Material for this task:
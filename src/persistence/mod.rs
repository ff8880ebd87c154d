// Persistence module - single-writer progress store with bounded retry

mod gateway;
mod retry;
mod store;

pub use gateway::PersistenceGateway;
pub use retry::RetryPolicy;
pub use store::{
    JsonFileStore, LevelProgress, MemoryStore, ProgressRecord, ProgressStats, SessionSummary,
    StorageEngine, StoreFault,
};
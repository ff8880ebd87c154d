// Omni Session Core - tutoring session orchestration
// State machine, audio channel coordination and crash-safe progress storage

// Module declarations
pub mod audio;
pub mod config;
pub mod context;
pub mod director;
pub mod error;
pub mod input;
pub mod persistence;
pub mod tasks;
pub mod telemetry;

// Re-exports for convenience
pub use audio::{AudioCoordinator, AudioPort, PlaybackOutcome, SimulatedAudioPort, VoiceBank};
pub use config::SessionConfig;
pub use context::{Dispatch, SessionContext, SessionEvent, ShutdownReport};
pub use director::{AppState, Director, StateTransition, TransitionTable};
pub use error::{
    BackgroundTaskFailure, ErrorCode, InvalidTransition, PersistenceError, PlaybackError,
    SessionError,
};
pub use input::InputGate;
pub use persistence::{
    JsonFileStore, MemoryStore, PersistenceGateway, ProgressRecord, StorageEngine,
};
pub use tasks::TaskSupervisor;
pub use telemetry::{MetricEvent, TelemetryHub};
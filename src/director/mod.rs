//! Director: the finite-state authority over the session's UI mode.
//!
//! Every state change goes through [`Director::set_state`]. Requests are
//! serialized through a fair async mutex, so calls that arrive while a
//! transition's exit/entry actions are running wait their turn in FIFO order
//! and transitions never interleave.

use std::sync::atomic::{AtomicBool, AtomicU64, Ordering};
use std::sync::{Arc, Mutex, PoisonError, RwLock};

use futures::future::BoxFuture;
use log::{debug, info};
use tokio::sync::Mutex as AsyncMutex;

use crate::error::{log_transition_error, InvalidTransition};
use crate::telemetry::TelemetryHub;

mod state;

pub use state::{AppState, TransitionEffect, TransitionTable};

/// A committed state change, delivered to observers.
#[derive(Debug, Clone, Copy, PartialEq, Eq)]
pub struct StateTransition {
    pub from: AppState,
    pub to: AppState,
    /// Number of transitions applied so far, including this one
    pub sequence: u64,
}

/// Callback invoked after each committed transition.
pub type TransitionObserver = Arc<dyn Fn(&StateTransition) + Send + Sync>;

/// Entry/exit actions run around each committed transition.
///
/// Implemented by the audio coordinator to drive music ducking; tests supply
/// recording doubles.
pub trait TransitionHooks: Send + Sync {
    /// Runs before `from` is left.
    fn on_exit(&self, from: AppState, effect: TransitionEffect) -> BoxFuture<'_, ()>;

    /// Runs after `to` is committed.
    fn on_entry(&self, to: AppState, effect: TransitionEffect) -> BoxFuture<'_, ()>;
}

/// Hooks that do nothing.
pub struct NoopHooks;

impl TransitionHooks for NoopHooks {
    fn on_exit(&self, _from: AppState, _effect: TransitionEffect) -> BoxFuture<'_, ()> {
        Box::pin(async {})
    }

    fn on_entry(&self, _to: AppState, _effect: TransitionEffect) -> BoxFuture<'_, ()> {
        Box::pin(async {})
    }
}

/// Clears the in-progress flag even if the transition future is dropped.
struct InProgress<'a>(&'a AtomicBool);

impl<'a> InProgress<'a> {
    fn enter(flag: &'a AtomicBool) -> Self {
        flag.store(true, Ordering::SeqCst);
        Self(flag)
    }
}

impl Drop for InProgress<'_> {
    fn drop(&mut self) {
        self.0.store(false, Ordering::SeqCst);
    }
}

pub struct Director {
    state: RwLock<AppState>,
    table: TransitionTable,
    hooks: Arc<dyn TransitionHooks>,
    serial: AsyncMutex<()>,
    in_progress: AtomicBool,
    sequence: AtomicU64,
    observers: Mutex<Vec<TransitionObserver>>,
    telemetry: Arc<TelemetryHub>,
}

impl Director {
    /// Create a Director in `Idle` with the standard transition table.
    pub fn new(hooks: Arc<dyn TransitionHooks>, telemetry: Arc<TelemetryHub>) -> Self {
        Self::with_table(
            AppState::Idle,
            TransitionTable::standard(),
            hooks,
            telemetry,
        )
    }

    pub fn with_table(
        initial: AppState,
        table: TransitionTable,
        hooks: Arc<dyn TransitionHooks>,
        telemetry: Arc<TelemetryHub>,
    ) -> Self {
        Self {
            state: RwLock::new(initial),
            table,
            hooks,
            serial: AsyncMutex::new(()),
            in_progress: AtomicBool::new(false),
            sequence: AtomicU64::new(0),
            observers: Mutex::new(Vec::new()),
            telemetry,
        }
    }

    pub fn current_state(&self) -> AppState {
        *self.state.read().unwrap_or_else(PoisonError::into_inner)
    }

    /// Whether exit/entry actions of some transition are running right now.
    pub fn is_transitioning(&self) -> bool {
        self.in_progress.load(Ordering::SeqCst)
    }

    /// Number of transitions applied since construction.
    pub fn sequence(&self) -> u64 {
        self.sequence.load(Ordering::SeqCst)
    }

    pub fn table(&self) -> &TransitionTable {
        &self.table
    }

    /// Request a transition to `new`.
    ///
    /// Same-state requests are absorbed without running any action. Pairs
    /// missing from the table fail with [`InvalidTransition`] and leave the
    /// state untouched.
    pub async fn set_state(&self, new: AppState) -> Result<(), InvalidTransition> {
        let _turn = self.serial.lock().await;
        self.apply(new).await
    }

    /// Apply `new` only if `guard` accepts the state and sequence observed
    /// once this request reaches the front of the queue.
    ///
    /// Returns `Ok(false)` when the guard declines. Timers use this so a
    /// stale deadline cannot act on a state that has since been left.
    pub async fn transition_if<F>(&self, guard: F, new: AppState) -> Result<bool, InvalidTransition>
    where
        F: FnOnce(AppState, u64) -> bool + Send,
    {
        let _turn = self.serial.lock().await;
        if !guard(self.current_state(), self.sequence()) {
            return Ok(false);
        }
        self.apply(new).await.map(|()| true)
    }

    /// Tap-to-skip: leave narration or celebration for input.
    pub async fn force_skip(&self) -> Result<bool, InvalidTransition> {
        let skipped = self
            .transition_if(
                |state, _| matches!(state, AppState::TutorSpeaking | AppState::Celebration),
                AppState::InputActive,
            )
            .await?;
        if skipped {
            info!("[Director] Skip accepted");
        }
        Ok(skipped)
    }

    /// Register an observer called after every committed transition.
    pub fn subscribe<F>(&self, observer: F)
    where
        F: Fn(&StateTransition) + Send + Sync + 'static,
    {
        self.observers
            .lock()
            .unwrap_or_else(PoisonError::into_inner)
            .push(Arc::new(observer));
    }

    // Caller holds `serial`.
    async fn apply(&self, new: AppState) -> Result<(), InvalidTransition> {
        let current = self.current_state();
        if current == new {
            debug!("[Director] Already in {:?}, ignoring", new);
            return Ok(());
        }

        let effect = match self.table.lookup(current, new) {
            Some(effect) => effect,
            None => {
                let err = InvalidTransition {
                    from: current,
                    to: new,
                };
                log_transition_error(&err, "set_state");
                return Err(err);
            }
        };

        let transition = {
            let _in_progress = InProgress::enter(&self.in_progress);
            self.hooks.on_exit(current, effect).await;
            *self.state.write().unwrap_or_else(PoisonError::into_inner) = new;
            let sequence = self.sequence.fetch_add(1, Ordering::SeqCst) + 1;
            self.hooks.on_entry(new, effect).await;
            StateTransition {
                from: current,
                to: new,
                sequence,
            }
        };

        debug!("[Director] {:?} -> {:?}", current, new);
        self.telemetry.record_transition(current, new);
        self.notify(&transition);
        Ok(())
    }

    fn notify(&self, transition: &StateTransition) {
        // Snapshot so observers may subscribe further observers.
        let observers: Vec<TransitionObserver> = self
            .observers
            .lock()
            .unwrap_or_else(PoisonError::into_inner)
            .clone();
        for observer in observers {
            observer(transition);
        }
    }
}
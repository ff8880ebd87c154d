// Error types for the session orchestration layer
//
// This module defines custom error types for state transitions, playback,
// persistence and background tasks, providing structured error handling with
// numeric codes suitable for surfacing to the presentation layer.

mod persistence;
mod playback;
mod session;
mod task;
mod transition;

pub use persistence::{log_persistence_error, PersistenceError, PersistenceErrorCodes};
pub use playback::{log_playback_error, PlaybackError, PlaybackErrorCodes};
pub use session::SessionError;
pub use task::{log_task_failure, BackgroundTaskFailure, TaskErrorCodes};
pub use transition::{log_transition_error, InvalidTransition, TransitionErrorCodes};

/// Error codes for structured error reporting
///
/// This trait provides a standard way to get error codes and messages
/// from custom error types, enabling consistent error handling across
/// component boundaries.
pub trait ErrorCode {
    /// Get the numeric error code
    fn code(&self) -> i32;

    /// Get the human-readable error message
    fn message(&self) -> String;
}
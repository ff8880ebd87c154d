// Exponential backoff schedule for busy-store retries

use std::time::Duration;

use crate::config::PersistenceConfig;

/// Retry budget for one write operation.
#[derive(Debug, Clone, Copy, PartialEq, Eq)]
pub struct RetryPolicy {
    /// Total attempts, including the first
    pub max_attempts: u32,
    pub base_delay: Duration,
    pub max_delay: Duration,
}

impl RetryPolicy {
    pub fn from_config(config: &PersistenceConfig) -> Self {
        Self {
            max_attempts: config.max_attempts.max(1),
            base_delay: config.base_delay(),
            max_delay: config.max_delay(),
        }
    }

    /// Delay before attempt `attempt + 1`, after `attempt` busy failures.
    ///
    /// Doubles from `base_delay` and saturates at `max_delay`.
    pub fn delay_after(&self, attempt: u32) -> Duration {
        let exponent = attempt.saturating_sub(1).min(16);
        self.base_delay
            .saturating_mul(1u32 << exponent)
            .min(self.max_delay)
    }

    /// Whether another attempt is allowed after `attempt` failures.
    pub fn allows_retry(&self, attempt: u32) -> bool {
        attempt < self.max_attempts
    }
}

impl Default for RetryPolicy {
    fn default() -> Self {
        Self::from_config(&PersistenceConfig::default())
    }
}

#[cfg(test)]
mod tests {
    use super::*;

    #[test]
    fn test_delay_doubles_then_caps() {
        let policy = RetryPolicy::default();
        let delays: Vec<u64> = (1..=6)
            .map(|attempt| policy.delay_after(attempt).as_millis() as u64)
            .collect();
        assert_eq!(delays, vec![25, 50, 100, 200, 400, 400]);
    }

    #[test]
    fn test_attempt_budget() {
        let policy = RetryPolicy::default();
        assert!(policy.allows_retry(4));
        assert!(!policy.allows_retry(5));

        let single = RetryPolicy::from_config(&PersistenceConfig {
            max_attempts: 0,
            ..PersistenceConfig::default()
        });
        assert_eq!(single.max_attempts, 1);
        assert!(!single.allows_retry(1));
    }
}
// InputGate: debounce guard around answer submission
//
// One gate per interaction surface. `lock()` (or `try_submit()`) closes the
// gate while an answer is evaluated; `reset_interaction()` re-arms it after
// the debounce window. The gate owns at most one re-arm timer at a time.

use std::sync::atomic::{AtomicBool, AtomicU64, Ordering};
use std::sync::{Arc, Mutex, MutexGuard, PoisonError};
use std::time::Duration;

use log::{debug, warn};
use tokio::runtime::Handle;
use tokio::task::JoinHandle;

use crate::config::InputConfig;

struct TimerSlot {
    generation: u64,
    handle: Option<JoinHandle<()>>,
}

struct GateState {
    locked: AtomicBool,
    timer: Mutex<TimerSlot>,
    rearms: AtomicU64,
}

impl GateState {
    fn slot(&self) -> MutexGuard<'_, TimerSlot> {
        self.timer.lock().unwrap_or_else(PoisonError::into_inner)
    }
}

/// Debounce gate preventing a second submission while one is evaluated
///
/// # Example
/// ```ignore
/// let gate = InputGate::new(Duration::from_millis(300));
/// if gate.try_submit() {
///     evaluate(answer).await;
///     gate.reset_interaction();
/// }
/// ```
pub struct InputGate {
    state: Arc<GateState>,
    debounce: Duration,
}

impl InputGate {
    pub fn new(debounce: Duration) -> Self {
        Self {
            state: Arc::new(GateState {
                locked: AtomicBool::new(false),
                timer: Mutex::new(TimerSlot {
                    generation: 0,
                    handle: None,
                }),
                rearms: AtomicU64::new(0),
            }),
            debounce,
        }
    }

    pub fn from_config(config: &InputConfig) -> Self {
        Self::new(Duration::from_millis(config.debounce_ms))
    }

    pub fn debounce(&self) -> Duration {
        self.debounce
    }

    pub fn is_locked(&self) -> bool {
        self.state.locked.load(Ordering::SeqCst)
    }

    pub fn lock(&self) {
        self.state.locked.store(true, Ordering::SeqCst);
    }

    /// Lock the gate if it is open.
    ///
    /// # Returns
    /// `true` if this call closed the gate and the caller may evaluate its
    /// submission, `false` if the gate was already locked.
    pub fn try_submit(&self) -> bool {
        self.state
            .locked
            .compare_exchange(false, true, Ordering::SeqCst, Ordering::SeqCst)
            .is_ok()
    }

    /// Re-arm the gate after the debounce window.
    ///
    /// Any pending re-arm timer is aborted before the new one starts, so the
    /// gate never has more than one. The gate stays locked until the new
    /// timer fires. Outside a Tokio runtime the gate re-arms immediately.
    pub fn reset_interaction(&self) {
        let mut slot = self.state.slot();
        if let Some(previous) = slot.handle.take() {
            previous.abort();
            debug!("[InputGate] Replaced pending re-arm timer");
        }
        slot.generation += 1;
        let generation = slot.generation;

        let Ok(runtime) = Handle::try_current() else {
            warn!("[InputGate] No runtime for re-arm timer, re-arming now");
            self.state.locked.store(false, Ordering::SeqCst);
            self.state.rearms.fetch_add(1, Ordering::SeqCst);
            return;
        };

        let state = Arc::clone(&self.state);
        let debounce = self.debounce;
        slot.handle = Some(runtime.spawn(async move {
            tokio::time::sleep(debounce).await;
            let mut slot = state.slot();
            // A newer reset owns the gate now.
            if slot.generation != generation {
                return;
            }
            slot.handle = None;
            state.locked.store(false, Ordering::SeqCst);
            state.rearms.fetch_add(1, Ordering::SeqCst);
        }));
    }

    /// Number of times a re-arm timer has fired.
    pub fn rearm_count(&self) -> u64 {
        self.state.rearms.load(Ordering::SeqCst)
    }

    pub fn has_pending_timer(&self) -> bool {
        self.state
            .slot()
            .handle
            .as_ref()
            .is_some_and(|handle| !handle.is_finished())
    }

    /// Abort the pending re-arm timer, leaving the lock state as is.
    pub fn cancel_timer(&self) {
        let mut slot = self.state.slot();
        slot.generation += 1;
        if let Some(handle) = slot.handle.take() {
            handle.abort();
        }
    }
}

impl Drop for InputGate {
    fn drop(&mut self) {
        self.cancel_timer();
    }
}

Task:
Once the line containing "arrive while a" has been retyped, stop. Begin at the first line of the material and reproduce every line up to it exactly.

Task output:
filename src/persistence/mod.rs
repository ff8880ebd87c154d
// Persistence module - single-writer progress store with bounded retry

mod gateway;
mod retry;
mod store;

pub use gateway::PersistenceGateway;
pub use retry::RetryPolicy;
pub use store::{
    JsonFileStore, LevelProgress, MemoryStore, ProgressRecord, ProgressStats, SessionSummary,
    StorageEngine, StoreFault,
};
repository ff8880ebd87c154d
// Omni Session Core - tutoring session orchestration
// State machine, audio channel coordination and crash-safe progress storage

// Module declarations
pub mod audio;
pub mod config;
pub mod context;
pub mod director;
pub mod error;
pub mod input;
pub mod persistence;
pub mod tasks;
pub mod telemetry;

// Re-exports for convenience
pub use audio::{AudioCoordinator, AudioPort, PlaybackOutcome, SimulatedAudioPort, VoiceBank};
pub use config::SessionConfig;
pub use context::{Dispatch, SessionContext, SessionEvent, ShutdownReport};
pub use director::{AppState, Director, StateTransition, TransitionTable};
pub use error::{
    BackgroundTaskFailure, ErrorCode, InvalidTransition, PersistenceError, PlaybackError,
    SessionError,
};
pub use input::InputGate;
pub use persistence::{
    JsonFileStore, MemoryStore, PersistenceGateway, ProgressRecord, StorageEngine,
};
pub use tasks::TaskSupervisor;
pub use telemetry::{MetricEvent, TelemetryHub};
filename src/director/mod.rs
//! Director: the finite-state authority over the session's UI mode.
//!
//! Every state change goes through [`Director::set_state`]. Requests are
//! serialized through a fair async mutex, so calls that arrive while a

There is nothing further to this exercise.